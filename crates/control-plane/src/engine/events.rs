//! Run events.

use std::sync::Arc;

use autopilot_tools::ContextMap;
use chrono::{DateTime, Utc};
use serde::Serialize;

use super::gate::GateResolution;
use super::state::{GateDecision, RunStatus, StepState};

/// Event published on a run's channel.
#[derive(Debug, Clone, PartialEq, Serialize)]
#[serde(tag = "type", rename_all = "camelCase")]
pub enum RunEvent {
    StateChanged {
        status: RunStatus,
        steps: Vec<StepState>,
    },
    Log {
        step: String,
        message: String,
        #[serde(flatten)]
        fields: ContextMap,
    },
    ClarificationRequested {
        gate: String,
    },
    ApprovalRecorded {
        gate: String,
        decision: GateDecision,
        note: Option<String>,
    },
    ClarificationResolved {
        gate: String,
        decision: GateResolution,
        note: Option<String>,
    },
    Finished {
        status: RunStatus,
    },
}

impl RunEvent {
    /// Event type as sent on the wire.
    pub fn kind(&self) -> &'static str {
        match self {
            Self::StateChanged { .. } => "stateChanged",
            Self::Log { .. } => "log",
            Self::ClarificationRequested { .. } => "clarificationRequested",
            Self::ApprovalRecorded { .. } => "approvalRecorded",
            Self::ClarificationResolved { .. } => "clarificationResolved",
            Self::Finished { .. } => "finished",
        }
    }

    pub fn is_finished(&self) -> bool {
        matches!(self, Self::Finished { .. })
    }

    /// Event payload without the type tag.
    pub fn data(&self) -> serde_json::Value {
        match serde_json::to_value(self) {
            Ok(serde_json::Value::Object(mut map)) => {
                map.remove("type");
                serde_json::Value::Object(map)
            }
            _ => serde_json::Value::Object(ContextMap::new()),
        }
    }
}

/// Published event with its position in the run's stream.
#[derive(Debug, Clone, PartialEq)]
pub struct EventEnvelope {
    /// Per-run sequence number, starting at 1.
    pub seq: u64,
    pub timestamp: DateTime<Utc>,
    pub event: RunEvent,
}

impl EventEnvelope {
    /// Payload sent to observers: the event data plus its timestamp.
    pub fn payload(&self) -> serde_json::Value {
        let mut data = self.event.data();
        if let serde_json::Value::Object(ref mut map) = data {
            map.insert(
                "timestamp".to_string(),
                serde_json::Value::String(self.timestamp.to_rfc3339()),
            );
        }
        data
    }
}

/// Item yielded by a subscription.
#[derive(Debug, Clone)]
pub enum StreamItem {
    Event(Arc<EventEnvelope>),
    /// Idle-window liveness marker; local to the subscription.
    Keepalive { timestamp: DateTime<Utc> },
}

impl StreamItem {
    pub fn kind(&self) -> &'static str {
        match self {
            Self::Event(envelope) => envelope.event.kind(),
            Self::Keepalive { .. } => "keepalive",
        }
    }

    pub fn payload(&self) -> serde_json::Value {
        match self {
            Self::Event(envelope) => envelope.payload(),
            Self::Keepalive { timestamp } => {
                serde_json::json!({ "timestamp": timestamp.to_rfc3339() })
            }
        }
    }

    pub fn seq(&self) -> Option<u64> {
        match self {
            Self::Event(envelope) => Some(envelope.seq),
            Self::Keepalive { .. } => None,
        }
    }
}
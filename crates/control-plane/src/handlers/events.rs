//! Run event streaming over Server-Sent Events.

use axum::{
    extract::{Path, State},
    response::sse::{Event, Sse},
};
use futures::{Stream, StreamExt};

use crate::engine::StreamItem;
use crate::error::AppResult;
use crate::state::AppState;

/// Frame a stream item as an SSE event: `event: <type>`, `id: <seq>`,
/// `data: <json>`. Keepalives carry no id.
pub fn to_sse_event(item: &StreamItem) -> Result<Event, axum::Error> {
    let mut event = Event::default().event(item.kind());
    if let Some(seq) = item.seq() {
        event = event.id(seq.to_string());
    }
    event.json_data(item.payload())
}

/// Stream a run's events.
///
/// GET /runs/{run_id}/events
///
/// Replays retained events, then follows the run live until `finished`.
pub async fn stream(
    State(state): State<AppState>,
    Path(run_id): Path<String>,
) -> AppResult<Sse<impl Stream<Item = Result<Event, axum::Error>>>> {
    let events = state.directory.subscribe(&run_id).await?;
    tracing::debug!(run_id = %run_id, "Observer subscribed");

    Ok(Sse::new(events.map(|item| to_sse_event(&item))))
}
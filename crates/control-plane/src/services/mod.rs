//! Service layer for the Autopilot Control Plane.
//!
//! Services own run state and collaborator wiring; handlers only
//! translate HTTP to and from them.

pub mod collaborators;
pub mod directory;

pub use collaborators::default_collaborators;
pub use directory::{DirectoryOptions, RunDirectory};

※ ※ ※

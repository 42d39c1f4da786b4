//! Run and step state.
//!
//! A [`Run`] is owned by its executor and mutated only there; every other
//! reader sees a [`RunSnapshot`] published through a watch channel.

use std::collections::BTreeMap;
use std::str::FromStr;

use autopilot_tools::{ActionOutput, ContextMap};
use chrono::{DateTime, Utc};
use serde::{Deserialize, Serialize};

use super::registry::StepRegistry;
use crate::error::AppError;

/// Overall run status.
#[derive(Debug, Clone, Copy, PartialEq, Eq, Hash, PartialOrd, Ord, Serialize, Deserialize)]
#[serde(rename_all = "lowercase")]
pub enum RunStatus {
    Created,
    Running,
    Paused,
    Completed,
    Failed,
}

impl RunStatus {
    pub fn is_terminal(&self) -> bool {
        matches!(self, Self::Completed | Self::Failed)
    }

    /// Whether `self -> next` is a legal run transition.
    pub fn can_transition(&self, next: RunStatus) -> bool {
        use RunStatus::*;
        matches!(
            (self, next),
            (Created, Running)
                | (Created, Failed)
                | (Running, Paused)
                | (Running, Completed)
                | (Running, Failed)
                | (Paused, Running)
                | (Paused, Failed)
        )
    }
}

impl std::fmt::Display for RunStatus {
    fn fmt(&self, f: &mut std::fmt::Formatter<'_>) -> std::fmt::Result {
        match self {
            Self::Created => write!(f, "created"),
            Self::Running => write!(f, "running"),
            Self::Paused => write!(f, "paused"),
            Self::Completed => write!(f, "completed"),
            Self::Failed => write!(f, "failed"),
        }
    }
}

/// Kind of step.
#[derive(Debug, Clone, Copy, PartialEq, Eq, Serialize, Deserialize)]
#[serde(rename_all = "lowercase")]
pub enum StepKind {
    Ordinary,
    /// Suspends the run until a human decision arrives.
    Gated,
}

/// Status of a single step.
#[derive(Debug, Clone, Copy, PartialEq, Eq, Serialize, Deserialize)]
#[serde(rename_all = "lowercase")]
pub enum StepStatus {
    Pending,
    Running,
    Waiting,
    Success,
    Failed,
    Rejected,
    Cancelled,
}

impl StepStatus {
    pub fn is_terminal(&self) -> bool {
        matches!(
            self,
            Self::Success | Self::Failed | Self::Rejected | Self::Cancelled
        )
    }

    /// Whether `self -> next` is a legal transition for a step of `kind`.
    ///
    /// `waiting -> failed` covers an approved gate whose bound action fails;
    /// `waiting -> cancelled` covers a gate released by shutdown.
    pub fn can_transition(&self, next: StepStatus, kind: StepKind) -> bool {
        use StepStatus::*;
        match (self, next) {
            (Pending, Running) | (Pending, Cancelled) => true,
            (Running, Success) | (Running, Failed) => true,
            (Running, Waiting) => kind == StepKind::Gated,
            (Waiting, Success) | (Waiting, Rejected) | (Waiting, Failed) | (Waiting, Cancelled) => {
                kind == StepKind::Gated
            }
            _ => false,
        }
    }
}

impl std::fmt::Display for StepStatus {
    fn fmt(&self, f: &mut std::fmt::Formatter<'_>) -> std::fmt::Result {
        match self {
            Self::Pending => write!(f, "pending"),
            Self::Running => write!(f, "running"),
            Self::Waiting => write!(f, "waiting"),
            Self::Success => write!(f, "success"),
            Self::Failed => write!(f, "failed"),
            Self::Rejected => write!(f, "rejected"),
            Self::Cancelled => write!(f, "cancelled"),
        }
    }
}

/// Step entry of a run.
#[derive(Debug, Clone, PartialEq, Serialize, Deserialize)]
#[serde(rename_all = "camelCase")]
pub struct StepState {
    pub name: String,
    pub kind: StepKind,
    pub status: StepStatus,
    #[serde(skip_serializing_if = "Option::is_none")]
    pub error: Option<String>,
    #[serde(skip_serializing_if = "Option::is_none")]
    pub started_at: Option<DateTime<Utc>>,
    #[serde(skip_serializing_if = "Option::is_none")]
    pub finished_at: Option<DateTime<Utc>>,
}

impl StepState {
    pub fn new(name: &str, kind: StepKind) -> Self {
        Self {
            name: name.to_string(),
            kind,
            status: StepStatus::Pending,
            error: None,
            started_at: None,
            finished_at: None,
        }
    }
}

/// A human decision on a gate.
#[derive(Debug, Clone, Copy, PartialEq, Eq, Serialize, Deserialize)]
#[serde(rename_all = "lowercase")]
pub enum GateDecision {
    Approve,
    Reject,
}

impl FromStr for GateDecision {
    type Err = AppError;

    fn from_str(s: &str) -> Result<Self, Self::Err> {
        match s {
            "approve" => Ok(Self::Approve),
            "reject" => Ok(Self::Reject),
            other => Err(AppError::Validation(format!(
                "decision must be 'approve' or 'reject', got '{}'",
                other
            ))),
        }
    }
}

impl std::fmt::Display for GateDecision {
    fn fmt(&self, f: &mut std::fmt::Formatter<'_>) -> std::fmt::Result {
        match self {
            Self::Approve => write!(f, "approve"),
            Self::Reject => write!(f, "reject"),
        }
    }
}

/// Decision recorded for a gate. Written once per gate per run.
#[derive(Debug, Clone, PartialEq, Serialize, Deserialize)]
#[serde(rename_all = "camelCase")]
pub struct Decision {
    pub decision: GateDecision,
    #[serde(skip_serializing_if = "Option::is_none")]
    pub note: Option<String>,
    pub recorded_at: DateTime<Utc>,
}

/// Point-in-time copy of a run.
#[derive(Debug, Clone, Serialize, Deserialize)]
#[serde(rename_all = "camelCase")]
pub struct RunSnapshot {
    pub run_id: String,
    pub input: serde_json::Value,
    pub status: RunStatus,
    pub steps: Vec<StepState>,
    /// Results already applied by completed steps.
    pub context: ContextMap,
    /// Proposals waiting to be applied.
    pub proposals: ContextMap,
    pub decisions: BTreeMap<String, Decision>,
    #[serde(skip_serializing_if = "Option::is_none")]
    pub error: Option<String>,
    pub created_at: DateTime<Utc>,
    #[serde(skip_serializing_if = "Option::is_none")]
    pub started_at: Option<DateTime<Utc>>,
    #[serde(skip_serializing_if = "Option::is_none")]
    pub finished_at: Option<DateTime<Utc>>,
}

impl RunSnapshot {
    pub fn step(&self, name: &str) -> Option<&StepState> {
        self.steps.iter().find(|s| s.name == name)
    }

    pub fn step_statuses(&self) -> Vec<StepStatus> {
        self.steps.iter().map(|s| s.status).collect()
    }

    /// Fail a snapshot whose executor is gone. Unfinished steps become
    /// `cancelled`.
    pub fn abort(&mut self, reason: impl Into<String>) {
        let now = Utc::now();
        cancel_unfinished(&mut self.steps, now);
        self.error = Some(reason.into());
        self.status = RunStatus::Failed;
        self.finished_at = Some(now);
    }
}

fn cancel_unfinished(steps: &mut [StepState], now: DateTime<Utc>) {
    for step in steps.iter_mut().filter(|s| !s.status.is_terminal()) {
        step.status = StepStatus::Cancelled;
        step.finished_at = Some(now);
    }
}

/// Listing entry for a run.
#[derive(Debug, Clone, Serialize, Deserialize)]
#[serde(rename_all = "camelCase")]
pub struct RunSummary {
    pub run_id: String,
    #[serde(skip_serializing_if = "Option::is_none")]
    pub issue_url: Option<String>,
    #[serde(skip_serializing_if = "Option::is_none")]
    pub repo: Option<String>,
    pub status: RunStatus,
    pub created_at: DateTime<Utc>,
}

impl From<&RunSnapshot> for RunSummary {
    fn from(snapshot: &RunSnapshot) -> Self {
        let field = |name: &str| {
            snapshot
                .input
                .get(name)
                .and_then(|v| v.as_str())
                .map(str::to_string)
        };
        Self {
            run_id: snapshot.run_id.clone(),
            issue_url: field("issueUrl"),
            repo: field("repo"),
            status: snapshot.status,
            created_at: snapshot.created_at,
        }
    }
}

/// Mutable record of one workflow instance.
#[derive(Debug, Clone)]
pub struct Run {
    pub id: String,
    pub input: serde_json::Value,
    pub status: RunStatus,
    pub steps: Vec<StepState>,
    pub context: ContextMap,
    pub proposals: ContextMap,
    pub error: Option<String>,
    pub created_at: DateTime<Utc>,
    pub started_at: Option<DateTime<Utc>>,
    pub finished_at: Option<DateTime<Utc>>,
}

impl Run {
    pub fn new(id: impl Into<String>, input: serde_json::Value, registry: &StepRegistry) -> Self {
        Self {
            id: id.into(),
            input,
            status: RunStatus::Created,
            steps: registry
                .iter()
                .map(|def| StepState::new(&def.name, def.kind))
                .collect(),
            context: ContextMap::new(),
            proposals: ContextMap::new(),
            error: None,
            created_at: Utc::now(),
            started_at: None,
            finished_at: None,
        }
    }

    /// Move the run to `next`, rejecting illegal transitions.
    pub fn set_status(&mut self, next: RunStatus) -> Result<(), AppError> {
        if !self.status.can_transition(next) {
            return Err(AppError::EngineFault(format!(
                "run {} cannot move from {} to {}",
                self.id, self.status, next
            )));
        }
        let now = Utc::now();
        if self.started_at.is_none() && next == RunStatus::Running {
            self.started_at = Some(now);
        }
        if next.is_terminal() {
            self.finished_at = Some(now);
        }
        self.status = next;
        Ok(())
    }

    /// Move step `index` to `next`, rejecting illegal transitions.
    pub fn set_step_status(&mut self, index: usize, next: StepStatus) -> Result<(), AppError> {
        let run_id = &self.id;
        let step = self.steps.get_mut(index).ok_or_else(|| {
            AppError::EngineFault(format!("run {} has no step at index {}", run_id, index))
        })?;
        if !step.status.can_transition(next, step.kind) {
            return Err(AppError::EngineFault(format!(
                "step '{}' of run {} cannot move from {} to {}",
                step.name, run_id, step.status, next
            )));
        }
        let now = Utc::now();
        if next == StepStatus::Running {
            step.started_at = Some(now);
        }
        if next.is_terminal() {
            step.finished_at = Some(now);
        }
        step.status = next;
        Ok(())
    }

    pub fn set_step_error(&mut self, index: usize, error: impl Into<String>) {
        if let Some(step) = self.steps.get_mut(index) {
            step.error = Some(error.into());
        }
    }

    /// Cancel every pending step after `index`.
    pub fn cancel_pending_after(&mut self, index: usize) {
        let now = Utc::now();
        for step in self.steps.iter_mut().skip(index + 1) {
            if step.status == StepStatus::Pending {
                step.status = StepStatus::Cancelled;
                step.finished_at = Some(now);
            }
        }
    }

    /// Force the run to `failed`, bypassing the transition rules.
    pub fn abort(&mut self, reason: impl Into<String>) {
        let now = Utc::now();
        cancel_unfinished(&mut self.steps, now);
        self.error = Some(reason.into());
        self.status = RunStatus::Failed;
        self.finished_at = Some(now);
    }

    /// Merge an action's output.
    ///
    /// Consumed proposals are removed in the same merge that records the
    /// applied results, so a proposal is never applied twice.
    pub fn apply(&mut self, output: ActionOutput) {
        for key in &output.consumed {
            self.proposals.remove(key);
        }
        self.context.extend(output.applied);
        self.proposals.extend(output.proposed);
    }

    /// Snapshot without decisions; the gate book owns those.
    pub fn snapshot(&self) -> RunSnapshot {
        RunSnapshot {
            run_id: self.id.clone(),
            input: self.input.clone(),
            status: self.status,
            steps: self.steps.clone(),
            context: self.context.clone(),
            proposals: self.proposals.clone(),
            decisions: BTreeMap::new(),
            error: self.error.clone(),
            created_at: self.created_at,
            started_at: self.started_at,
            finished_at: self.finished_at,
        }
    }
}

※ ※ ※

▶ [Instructions to follow]
Please count the lines in the material above that hold "Object", and state only the number.

▶ [Output below]
4